Gioconda belli una vida sin miedo
Early life

Gioconda Belli, partly of Northern Italian descent, grew up in a wealthy family in Managua. She attended boarding school in Spain, graduated from the Royal School of Santa Isabel in Madrid, and studied advertising and journalism in Philadelphia. When she returned to Nicaragua, she married and had her first daughter at 19.
Career
Belli began her career as an advertising copywriter.

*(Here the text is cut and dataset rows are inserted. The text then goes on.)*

//! FDI tooth-numbering helpers
//!
//! Quadrant constants follow the FDI two-digit notation. Quadrants on the
//! patient's right run distal-to-mesial so that concatenating right + left
//! reads left-to-right on screen.

/// Permanent dentition, patient's upper right (18..11)
pub const Q1_PERMANENTE: [u8; 8] = [18, 17, 16, 15, 14, 13, 12, 11];
/// Permanent dentition, patient's upper left (21..28)
pub const Q2_PERMANENTE: [u8; 8] = [21, 22, 23, 24, 25, 26, 27, 28];
/// Permanent dentition, patient's lower left (31..38)
pub const Q3_PERMANENTE: [u8; 8] = [31, 32, 33, 34, 35, 36, 37, 38];
/// Permanent dentition, patient's lower right (48..41)
pub const Q4_PERMANENTE: [u8; 8] = [48, 47, 46, 45, 44, 43, 42, 41];

/// Temporary dentition, upper right
pub const Q5_TEMPORAL: [u8; 5] = [55, 54, 53, 52, 51];
/// Temporary dentition, upper left
pub const Q6_TEMPORAL: [u8; 5] = [61, 62, 63, 64, 65];
/// Temporary dentition, lower left
pub const Q7_TEMPORAL: [u8; 5] = [71, 72, 73, 74, 75];
/// Temporary dentition, lower right
pub const Q8_TEMPORAL: [u8; 5] = [85, 84, 83, 82, 81];

/// Generates an ordered, evenly distributed FDI number list for a tooth count.
///
/// 52 or more teeth selects the full mixed dentition, 32 or more the four
/// permanent quadrants. Smaller counts sample `cantidad / 4` teeth per
/// permanent quadrant at evenly spaced positions.
pub fn numeros_desde_cantidad(cantidad: usize) -> Vec<u8> {
    if cantidad >= 52 {
        return [
            &Q1_PERMANENTE[..],
            &Q2_PERMANENTE[..],
            &Q3_PERMANENTE[..],
            &Q4_PERMANENTE[..],
            &Q5_TEMPORAL[..],
            &Q6_TEMPORAL[..],
            &Q7_TEMPORAL[..],
            &Q8_TEMPORAL[..],
        ]
        .concat();
    }
    if cantidad >= 32 {
        return [
            &Q1_PERMANENTE[..],
            &Q2_PERMANENTE[..],
            &Q3_PERMANENTE[..],
            &Q4_PERMANENTE[..],
        ]
        .concat();
    }
    let por_cuadrante = cantidad / 4;
    [
        &Q1_PERMANENTE[..],
        &Q2_PERMANENTE[..],
        &Q3_PERMANENTE[..],
        &Q4_PERMANENTE[..],
    ]
    .iter()
    .flat_map(|q| tomar(q, por_cuadrante))
    .collect()
}

/// Picks `n` teeth from a quadrant at evenly spaced positions.
fn tomar(cuadrante: &[u8], n: usize) -> Vec<u8> {
    if n >= cuadrante.len() {
        return cuadrante.to_vec();
    }
    let paso = cuadrante.len() as f64 / (n as f64 + 1.0);
    (0..n)
        .map(|i| {
            let idx = ((i + 1) as f64 * paso).floor() as usize - 1;
            cuadrante[idx]
        })
        .collect()
}

/// One display row of the odontogram: left and right half-arches.
#[derive(Debug, Clone, PartialEq, Eq)]
pub struct FilaOdonto {
    pub label: &'static str,
    pub izq: Vec<u8>,
    pub der: Vec<u8>,
}

/// Splits a tooth-number list into display rows by arch and dentition.
///
/// An empty or unrecognized list falls back to the standard 32-tooth layout.
pub fn organizar_en_cuadrantes(numeros: &[u8]) -> Vec<FilaOdonto> {
    let tiene_permanente = numeros.iter().any(|n| (11..=48).contains(n));
    let tiene_temporal = numeros.iter().any(|n| (51..=85).contains(n));

    let presentes = |q: &[u8]| -> Vec<u8> {
        q.iter().copied().filter(|n| numeros.contains(n)).collect()
    };

    let mut filas = Vec::new();

    if tiene_permanente {
        filas.push(FilaOdonto {
            label: "Dentición permanente superior",
            izq: presentes(&Q2_PERMANENTE),
            der: presentes(&Q1_PERMANENTE),
        });
    }

    if tiene_temporal {
        let temporal_sup = FilaOdonto {
            label: "Dentición temporal (superior)",
            izq: presentes(&Q6_TEMPORAL),
            der: presentes(&Q5_TEMPORAL),
        };
        let temporal_inf = FilaOdonto {
            label: "Dentición temporal (inferior)",
            izq: presentes(&Q7_TEMPORAL),
            der: presentes(&Q8_TEMPORAL),
        };
        if !temporal_sup.izq.is_empty() || !temporal_sup.der.is_empty() {
            filas.push(temporal_sup);
        }
        if !temporal_inf.izq.is_empty() || !temporal_inf.der.is_empty() {
            filas.push(temporal_inf);
        }
    }

    if tiene_permanente {
        filas.push(FilaOdonto {
            label: "Dentición permanente inferior",
            izq: presentes(&Q3_PERMANENTE),
            der: presentes(&Q4_PERMANENTE),
        });
    }

    if filas.is_empty() {
        return vec![
            FilaOdonto {
                label: "Dentición permanente superior",
                izq: Q2_PERMANENTE.to_vec(),
                der: Q1_PERMANENTE.to_vec(),
            },
            FilaOdonto {
                label: "Dentición permanente inferior",
                izq: Q3_PERMANENTE.to_vec(),
                der: Q4_PERMANENTE.to_vec(),
            },
        ];
    }
    filas
}

#[cfg(test)]
mod tests {
    use super::*;

    #[test]
    fn cantidad_32_es_denticion_permanente_completa() {
        let numeros = numeros_desde_cantidad(32);
        assert_eq!(numeros.len(), 32);
        let mut esperados: Vec<u8> = (11..=18).collect();
        esperados.extend(21..=28);
        esperados.extend(31..=38);
        esperados.extend(41..=48);
        let mut ordenados = numeros.clone();
        ordenados.sort_unstable();
        assert_eq!(ordenados, esperados);
        // first quadrant comes out distal-first
        assert_eq!(&numeros[..8], &Q1_PERMANENTE);
    }

    #[test]
    fn cantidad_52_incluye_denticion_temporal() {
        let numeros = numeros_desde_cantidad(52);
        assert_eq!(numeros.len(), 52);
        assert!(numeros.contains(&55));
        assert!(numeros.contains(&81));
        // permanent quadrants first, temporary after
        assert_eq!(&numeros[..8], &Q1_PERMANENTE);
        assert_eq!(&numeros[32..37], &Q5_TEMPORAL);
    }

    #[test]
    fn cantidad_16_muestrea_cuatro_por_cuadrante() {
        let numeros = numeros_desde_cantidad(16);
        assert_eq!(numeros.len(), 16);
        assert_eq!(&numeros[..4], &[18, 16, 15, 13]);
        assert_eq!(&numeros[4..8], &[21, 23, 24, 26]);
    }

    #[test]
    fn cantidad_8_muestrea_dos_por_cuadrante() {
        let numeros = numeros_desde_cantidad(8);
        assert_eq!(numeros, vec![17, 14, 22, 25, 32, 35, 47, 44]);
    }

    #[test]
    fn cantidad_mayor_a_52_devuelve_todo() {
        assert_eq!(numeros_desde_cantidad(60).len(), 52);
    }

    #[test]
    fn organizar_lista_vacia_usa_layout_estandar() {
        let filas = organizar_en_cuadrantes(&[]);
        assert_eq!(filas.len(), 2);
        assert_eq!(filas[0].izq, Q2_PERMANENTE.to_vec());
        assert_eq!(filas[1].der, Q4_PERMANENTE.to_vec());
    }

    #[test]
    fn organizar_mixta_intercala_temporales() {
        let mut numeros = numeros_desde_cantidad(32);
        numeros.extend_from_slice(&Q5_TEMPORAL);
        let filas = organizar_en_cuadrantes(&numeros);
        assert_eq!(filas.len(), 3);
        assert_eq!(filas[1].label, "Dentición temporal (superior)");
        assert!(filas[1].izq.is_empty());
        assert_eq!(filas[1].der, Q5_TEMPORAL.to_vec());
    }
}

In 1970, Belli joined the Sandinista struggle against the Somoza dictatorship, and her work for the movement led to her being forced into exile in Mexico in 1975. Returning in 1979 just before the Sandinista victory, she became FSLN's international press liaison in 1982 and the director of State Communications in 1984. During that time she met Charles Castaldi, an American NPR journalist, whom she married in 1987. She has been living in both Managua and Los Angeles since 1990. She has since left the FSLN and is now a major critic of the current government.
Writing
In 1988, Belli's book La Mujer Habitada (The Inhabited Woman), a semi-autobiographical novel that raised gender issues for the first time in the Nicaraguan revolutionary narratives, brought her increased attention; this book has been published in several languages and was on the reading list at four universities in the United States. The novel follows two parallel stories: the indigenous resistance to the Spanish and modern insurgency in Central America with various points in common: women's emancipation, passion, and a commitment to liberation. In 2000, she published her autobiography, emphasizing her involvement in the revolutionary movement, El país bajo mi piel, published under the name The Country Under My Skin in the United States; it was a finalist for the Los Angeles Times Book Prize in 2003. Belli continues publishing and maintains that poetry is her most important work. Belli was the recipient of the Premio de Poesía Mariano Fiallos Gil in 1972 and of the Premio Casa de las Américas in 1978. In 2008 Belli received the Biblioteca Breve Award for her book El infinito en la palma de la mano (Infinity in the Palm of The Hand), an allegory about Adam and Eve in paradise.
Belli's books have been published in numerous languages.
Her 2010 book was submitted with the title "Cronicas de la Izquierda Erótica", but had to be changed to "El País de las Mujeres", since the previous title was too similar to that of a 1973 book by Ana María Rodas: Poemas de la Izquierda Erótica. The book tells the story of a world governed by women. In the novel she portrays a group of women that take power by means of a Political Party by the name of "Partido de la Izquierda Erotica". This is the same name as a movement formed by women during the 80s, to which Belli belonged, which had been named as a tribute to Rodas´ work.